### WHAT YOU NEED TO DO
Every entry must be reproduced word for word.

### EXCERPTED RECORDS
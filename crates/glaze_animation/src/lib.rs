//! Glaze Animation
//!
//! Easing curves and the [`Fade`] transition used to bring glass effects in
//! smoothly once they are ready, instead of snapping them on.

pub mod easing;
pub mod fade;

pub use easing::Easing;
pub use fade::{Fade, DEFAULT_FADE_MS};
//! Layer model
//!
//! Rendered output is described as a tree of composable layers. A glass
//! surface is a [`Layer::Stack`] of backdrop, filtered, border, and content
//! layers, each wrapped in [`Layer::Opacity`] where its visibility is animated.
//!
//! The model is renderer-agnostic: a host walks the tree and maps each layer
//! onto whatever it draws with (CSS + inline SVG, a GPU pass, a test harness).

use smallvec::SmallVec;

use crate::color::Color;
use crate::geometry::CornerRadius;
use crate::id::FilterId;

// ─────────────────────────────────────────────────────────────────────────────
// Layer Properties
// ─────────────────────────────────────────────────────────────────────────────

/// Pointer event behavior
#[derive(Clone, Copy, Debug, Default, PartialEq, Eq)]
pub enum PointerEvents {
    /// Normal hit testing
    #[default]
    Auto,
    /// Transparent to input
    None,
}

/// Properties common to all layers
#[derive(Clone, Debug, Default)]
pub struct LayerProperties {
    /// Visibility (skips render entirely when false)
    pub visible: bool,

    /// Pointer event behavior
    pub pointer_events: PointerEvents,

    /// Name used for lookup and debugging
    pub name: Option<String>,

    /// Host-specific class names (e.g. CSS utility classes)
    pub class_names: SmallVec<[String; 2]>,

    /// Inline style declarations as `(property, value)` pairs
    pub style: Vec<(String, String)>,
}

impl LayerProperties {
    pub fn new() -> Self {
        Self {
            visible: true,
            ..Default::default()
        }
    }

    pub fn with_name(mut self, name: impl Into<String>) -> Self {
        self.name = Some(name.into());
        self
    }

    /// Exclude this layer from hit testing
    pub fn inert(mut self) -> Self {
        self.pointer_events = PointerEvents::None;
        self
    }

    pub fn with_class(mut self, class: impl Into<String>) -> Self {
        self.class_names.push(class.into());
        self
    }

    pub fn with_style(mut self, property: impl Into<String>, value: impl Into<String>) -> Self {
        self.style.push((property.into(), value.into()));
        self
    }

    /// Look up an inline style declaration
    pub fn style_value(&self, property: &str) -> Option<&str> {
        self.style
            .iter()
            .rev()
            .find(|(p, _)| p == property)
            .map(|(_, v)| v.as_str())
    }
}

// ─────────────────────────────────────────────────────────────────────────────
// UI Node
// ─────────────────────────────────────────────────────────────────────────────

/// Reference to caller-owned content in the host's node tree
#[derive(Clone, Copy, Debug, PartialEq, Eq, Hash)]
pub struct UiNode {
    /// Node identifier. Interaction on the node is aimed at
    /// `EventTarget::Node`, never at a surface id.
    pub id: u64,
}

impl UiNode {
    pub fn new(id: u64) -> Self {
        Self { id }
    }
}

// ─────────────────────────────────────────────────────────────────────────────
// Layer Enum
// ─────────────────────────────────────────────────────────────────────────────

/// A node in the rendered layer tree
#[derive(Clone, Debug)]
pub enum Layer {
    /// Caller-supplied content
    Ui { node: UiNode, props: LayerProperties },

    /// Translucent tinted layer that blurs whatever is behind it
    Backdrop {
        blur: f32,
        tint: Color,
        corner_radius: CornerRadius,
        props: LayerProperties,
    },

    /// Layer that applies a synthesized filter, bound by id
    Filtered {
        filter: FilterId,
        corner_radius: CornerRadius,
        props: LayerProperties,
    },

    /// Border / glow outline
    Border {
        color: Color,
        width: f32,
        corner_radius: CornerRadius,
        props: LayerProperties,
    },

    /// Flat fill with no effects
    Fill {
        color: Color,
        corner_radius: CornerRadius,
        props: LayerProperties,
    },

    /// Stack of layers composited back to front
    Stack {
        layers: Vec<Layer>,
        props: LayerProperties,
    },

    /// Opacity applied to a layer
    Opacity {
        value: f32,
        layer: Box<Layer>,
        props: LayerProperties,
    },

    /// Empty layer (useful as placeholder)
    Empty { props: LayerProperties },
}

impl Layer {
    /// Get the layer properties
    pub fn props(&self) -> &LayerProperties {
        match self {
            Layer::Ui { props, .. }
            | Layer::Backdrop { props, .. }
            | Layer::Filtered { props, .. }
            | Layer::Border { props, .. }
            | Layer::Fill { props, .. }
            | Layer::Stack { props, .. }
            | Layer::Opacity { props, .. }
            | Layer::Empty { props } => props,
        }
    }

    /// Get mutable layer properties
    pub fn props_mut(&mut self) -> &mut LayerProperties {
        match self {
            Layer::Ui { props, .. }
            | Layer::Backdrop { props, .. }
            | Layer::Filtered { props, .. }
            | Layer::Border { props, .. }
            | Layer::Fill { props, .. }
            | Layer::Stack { props, .. }
            | Layer::Opacity { props, .. }
            | Layer::Empty { props } => props,
        }
    }

    pub fn name(&self) -> Option<&str> {
        self.props().name.as_deref()
    }

    pub fn is_visible(&self) -> bool {
        self.props().visible
    }

    /// Create an empty layer
    pub fn empty() -> Self {
        Layer::Empty {
            props: LayerProperties::new(),
        }
    }

    /// Create a content layer for a caller node
    pub fn ui(node: UiNode) -> Self {
        Layer::Ui {
            node,
            props: LayerProperties::new(),
        }
    }

    /// Create a stack of layers
    pub fn stack(layers: Vec<Layer>) -> Self {
        Layer::Stack {
            layers,
            props: LayerProperties::new(),
        }
    }

    /// Wrap this layer with opacity
    pub fn with_opacity(self, value: f32) -> Self {
        Layer::Opacity {
            value: value.clamp(0.0, 1.0),
            layer: Box::new(self),
            props: LayerProperties::new(),
        }
    }

    /// Set this layer's name
    pub fn named(mut self, name: impl Into<String>) -> Self {
        self.props_mut().name = Some(name.into());
        self
    }

    /// Visit direct children
    pub fn visit_children<F: FnMut(&Layer)>(&self, mut f: F) {
        match self {
            Layer::Stack { layers, .. } => {
                for layer in layers {
                    f(layer);
                }
            }
            Layer::Opacity { layer, .. } => f(layer),
            _ => {}
        }
    }

    /// Traverse this layer and its descendants depth-first
    pub fn traverse<F: FnMut(&Layer, usize)>(&self, mut f: F) {
        fn walk<F: FnMut(&Layer, usize)>(layer: &Layer, depth: usize, f: &mut F) {
            f(layer, depth);
            layer.visit_children(|child| walk(child, depth + 1, f));
        }
        walk(self, 0, &mut f);
    }

    /// Find the first layer (depth-first) with the given name
    pub fn find_named(&self, name: &str) -> Option<&Layer> {
        if self.name() == Some(name) {
            return Some(self);
        }
        match self {
            Layer::Stack { layers, .. } => layers.iter().find_map(|l| l.find_named(name)),
            Layer::Opacity { layer, .. } => layer.find_named(name),
            _ => None,
        }
    }

    /// Total number of layers in this subtree
    pub fn layer_count(&self) -> usize {
        let mut count = 0;
        self.traverse(|_, _| count += 1);
        count
    }

    /// Every filter referenced in this subtree
    pub fn filter_refs(&self) -> Vec<FilterId> {
        let mut refs = Vec::new();
        self.traverse(|layer, _| {
            if let Layer::Filtered { filter, .. } = layer {
                refs.push(*filter);
            }
        });
        refs
    }

    /// Every caller node present in this subtree
    pub fn ui_nodes(&self) -> Vec<UiNode> {
        let mut nodes = Vec::new();
        self.traverse(|layer, _| {
            if let Layer::Ui { node, .. } = layer {
                nodes.push(*node);
            }
        });
        nodes
    }
}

### ANSWER BELOW
filename crates/glaze_animation/src/lib.rs
//! Glaze Animation
//!
//! Easing curves and the [`Fade`] transition used to bring glass effects in
//! smoothly once they are ready, instead of snapping them on.

pub mod easing;
pub mod fade;

pub use easing::Easing;
pub use fade::{Fade, DEFAULT_FADE_MS};
//! Layer model
//!
//! Rendered output is described as a tree of composable layers. A glass
//! surface is a [`Layer::Stack`] of backdrop, filtered, border, and content
//! layers, each wrapped in [`Layer::Opacity`] where its visibility is animated.
//!
//! The model is renderer-agnostic: a host walks the tree and maps each layer
//! onto whatever it draws with (CSS + inline SVG, a GPU pass, a test harness).

use smallvec::SmallVec;

use crate::color::Color;
use crate::geometry::CornerRadius;
use crate::id::FilterId;

// ─────────────────────────────────────────────────────────────────────────────
// Layer Properties
// ─────────────────────────────────────────────────────────────────────────────

/// Pointer event behavior
#[derive(Clone, Copy, Debug, Default, PartialEq, Eq)]
pub enum PointerEvents {
    /// Normal hit testing
    #[default]
    Auto,
    /// Transparent to input
    None,
}

/// Properties common to all layers
#[derive(Clone, Debug, Default)]
pub struct LayerProperties {
    /// Visibility (skips render entirely when false)
    pub visible: bool,

    /// Pointer event behavior
    pub pointer_events: PointerEvents,

    /// Name used for lookup and debugging
    pub name: Option<String>,

    /// Host-specific class names (e.g. CSS utility classes)
    pub class_names: SmallVec<[String; 2]>,

    /// Inline style declarations as `(property, value)` pairs
    pub style: Vec<(String, String)>,
}

impl LayerProperties {
    pub fn new() -> Self {
        Self {
            visible: true,
            ..Default::default()
        }
    }

    pub fn with_name(mut self, name: impl Into<String>) -> Self {
        self.name = Some(name.into());
        self
    }

    /// Exclude this layer from hit testing
    pub fn inert(mut self) -> Self {
        self.pointer_events = PointerEvents::None;
        self
    }

    pub fn with_class(mut self, class: impl Into<String>) -> Self {
        self.class_names.push(class.into());
        self
    }

    pub fn with_style(mut self, property: impl Into<String>, value: impl Into<String>) -> Self {
        self.style.push((property.into(), value.into()));
        self
    }

    /// Look up an inline style declaration
    pub fn style_value(&self, property: &str) -> Option<&str> {
        self.style
            .iter()
            .rev()
            .find(|(p, _)| p == property)
            .map(|(_, v)| v.as_str())
    }
}

// ─────────────────────────────────────────────────────────────────────────────
// UI Node
// ─────────────────────────────────────────────────────────────────────────────

/// Reference to caller-owned content in the host's node tree
#[derive(Clone, Copy, Debug, PartialEq, Eq, Hash)]
pub struct UiNode {
    /// Node identifier. Interaction on the node is aimed at
    /// `EventTarget::Node`, never at a surface id.
    pub id: u64,
}

impl UiNode {
    pub fn new(id: u64) -> Self {
        Self { id }
    }
}

// ─────────────────────────────────────────────────────────────────────────────
// Layer Enum
// ─────────────────────────────────────────────────────────────────────────────

/// A node in the rendered layer tree
#[derive(Clone, Debug)]
pub enum Layer {
    /// Caller-supplied content
    Ui { node: UiNode, props: LayerProperties },

    /// Translucent tinted layer that blurs whatever is behind it
    Backdrop {
        blur: f32,
        tint: Color,
        corner_radius: CornerRadius,
        props: LayerProperties,
    },

    /// Layer that applies a synthesized filter, bound by id
    Filtered {
        filter: FilterId,
        corner_radius: CornerRadius,
        props: LayerProperties,
    },

    /// Border / glow outline
    Border {
        color: Color,
        width: f32,
        corner_radius: CornerRadius,
        props: LayerProperties,
    },

    /// Flat fill with no effects
    Fill {
        color: Color,
        corner_radius: CornerRadius,
        props: LayerProperties,
    },

    /// Stack of layers composited back to front
    Stack {
        layers: Vec<Layer>,
        props: LayerProperties,
    },

    /// Opacity applied to a layer
    Opacity {
        value: f32,
        layer: Box<Layer>,
        props: LayerProperties,
    },

    /// Empty layer (useful as placeholder)
    Empty { props: LayerProperties },
}

impl Layer {
    /// Get the layer properties
    pub fn props(&self) -> &LayerProperties {
        match self {
            Layer::Ui { props, .. }
            | Layer::Backdrop { props, .. }
            | Layer::Filtered { props, .. }
            | Layer::Border { props, .. }
            | Layer::Fill { props, .. }
            | Layer::Stack { props, .. }
            | Layer::Opacity { props, .. }
            | Layer::Empty { props } => props,
        }
    }

    /// Get mutable layer properties
    pub fn props_mut(&mut self) -> &mut LayerProperties {
        match self {
            Layer::Ui { props, .. }
            | Layer::Backdrop { props, .. }
            | Layer::Filtered { props, .. }
            | Layer::Border { props, .. }
            | Layer::Fill { props, .. }
            | Layer::Stack { props, .. }
            | Layer::Opacity { props, .. }
            | Layer::Empty { props } => props,
        }
    }

    pub fn name(&self) -> Option<&str> {
        self.props().name.as_deref()
    }

    pub fn is_visible(&self) -> bool {
        self.props().visible
    }

    /// Create an empty layer
    pub fn empty() -> Self {
        Layer::Empty {
            props: LayerProperties::new(),
        }
    }

    /// Create a content layer for a caller node
    pub fn ui(node: UiNode) -> Self {
        Layer::Ui {
            node,
            props: LayerProperties::new(),
        }
    }

    /// Create a stack of layers
    pub fn stack(layers: Vec<Layer>) -> Self {
        Layer::Stack {
            layers,
            props: LayerProperties::new(),
        }
    }

    /// Wrap this layer with opacity
    pub fn with_opacity(self, value: f32) -> Self {
        Layer::Opacity {
            value: value.clamp(0.0, 1.0),
            layer: Box::new(self),
            props: LayerProperties::new(),
        }
    }

    /// Set this layer's name
    pub fn named(mut self, name: impl Into<String>) -> Self {
        self.props_mut().name = Some(name.into());
        self
    }

    /// Visit direct children
    pub fn visit_children<F: FnMut(&Layer)>(&self, mut f: F) {
        match self {
            Layer::Stack { layers, .. } => {
                for layer in layers {
                    f(layer);
                }
            }
            Layer::Opacity { layer, .. } => f(layer),
            _ => {}
        }
    }

    /// Traverse this layer and its descendants depth-first
    pub fn traverse<F: FnMut(&Layer, usize)>(&self, mut f: F) {
        fn walk<F: FnMut(&Layer, usize)>(layer: &Layer, depth: usize, f: &mut F) {
            f(layer, depth);
            layer.visit_children(|child| walk(child, depth + 1, f));
        }
        walk(self, 0, &mut f);
    }

    /// Find the first layer (depth-first) with the given name
    pub fn find_named(&self, name: &str) -> Option<&Layer> {
        if self.name() == Some(name) {
            return Some(self);
        }
        match self {
            Layer::Stack { layers, .. } => layers.iter().find_map(|l| l.find_named(name)),
            Layer::Opacity { layer, .. } => layer.find_named(name),
            _ => None,
        }
    }

    /// Total number of layers in this subtree
    pub fn layer_count(&self) -> usize {
        let mut count = 0;
        self.traverse(|_, _| count += 1);
        count
    }

    /// Every filter referenced in this subtree
    pub fn filter_refs(&self) -> Vec<FilterId> {
        let mut refs = Vec::new();
        self.traverse(|layer, _| {
            if let Layer::Filtered { filter, .. } = layer {
                refs.push(*filter);
            }
        });
        refs
    }

    /// Every caller node present in this subtree
    pub fn ui_nodes(&self) -> Vec<UiNode> {
        let mut nodes = Vec::new();
        self.traverse(|layer, _| {
            if let Layer::Ui { node, .. } = layer {
                nodes.push(*node);
            }
        });
        nodes
    }
}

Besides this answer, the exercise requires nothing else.